MATERIALS PROVIDED ::

= = = = =

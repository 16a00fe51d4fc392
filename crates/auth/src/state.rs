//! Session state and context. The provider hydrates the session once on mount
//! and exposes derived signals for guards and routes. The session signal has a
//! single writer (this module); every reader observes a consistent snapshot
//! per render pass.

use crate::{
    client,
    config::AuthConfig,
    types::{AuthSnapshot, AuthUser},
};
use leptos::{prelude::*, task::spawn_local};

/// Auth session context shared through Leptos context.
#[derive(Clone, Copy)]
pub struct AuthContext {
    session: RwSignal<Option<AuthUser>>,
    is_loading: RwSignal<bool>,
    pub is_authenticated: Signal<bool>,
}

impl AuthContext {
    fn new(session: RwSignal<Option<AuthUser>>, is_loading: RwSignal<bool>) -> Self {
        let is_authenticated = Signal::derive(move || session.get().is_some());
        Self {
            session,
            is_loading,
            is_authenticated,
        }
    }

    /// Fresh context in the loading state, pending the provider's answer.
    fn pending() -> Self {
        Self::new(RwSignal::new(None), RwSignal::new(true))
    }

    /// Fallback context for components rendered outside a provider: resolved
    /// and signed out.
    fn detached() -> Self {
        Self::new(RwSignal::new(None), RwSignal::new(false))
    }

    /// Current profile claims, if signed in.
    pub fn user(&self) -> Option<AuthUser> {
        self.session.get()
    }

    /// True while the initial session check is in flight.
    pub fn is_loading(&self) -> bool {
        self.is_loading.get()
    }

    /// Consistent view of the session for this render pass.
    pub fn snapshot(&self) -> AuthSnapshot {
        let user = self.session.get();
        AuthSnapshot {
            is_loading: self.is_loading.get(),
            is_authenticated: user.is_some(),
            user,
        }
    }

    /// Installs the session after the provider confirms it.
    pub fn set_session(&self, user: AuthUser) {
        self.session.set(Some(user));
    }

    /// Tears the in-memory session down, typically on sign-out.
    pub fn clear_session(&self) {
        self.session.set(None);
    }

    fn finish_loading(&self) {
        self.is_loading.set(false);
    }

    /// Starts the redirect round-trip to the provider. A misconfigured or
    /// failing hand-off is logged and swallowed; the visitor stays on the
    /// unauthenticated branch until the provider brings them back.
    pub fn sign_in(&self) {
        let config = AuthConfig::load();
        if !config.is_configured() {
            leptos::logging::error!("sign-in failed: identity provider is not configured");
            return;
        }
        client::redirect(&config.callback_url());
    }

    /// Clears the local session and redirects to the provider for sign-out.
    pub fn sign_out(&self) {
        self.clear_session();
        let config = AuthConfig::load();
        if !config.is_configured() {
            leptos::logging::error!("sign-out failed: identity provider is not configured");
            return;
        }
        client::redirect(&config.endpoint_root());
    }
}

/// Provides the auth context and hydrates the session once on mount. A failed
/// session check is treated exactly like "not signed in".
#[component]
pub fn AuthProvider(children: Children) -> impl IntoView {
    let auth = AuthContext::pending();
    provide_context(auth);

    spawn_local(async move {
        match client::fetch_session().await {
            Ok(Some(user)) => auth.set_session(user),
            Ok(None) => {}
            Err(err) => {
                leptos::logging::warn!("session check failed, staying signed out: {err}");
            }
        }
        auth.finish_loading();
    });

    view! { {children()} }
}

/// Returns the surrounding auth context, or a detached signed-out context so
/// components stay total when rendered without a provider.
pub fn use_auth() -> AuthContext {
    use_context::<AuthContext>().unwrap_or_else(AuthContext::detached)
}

= = = = =

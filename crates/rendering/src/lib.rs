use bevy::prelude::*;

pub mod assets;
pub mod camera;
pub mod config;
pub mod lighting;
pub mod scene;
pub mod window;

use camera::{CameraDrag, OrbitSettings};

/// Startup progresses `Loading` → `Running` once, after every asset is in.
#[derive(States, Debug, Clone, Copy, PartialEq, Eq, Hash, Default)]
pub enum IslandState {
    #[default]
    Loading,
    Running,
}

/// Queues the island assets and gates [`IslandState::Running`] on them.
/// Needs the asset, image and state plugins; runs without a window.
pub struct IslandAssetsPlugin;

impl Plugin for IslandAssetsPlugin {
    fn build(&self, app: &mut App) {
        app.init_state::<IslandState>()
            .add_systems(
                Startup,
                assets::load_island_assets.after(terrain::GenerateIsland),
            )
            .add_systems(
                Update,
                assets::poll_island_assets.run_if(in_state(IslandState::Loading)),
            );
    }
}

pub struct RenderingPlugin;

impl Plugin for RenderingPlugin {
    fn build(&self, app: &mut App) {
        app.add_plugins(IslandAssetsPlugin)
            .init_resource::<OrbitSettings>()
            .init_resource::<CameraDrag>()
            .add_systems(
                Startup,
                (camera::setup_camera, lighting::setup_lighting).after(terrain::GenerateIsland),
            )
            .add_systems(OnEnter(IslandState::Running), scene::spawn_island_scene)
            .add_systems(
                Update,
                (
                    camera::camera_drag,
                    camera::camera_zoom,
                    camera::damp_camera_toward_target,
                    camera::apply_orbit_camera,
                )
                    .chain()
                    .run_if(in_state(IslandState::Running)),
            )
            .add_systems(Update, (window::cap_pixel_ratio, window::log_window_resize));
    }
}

= = = = =

ABOUT THIS TASK ::
A single figure is all that is needed: the number of lines above that contain the string "crates".

YOUR SOLUTION ::
2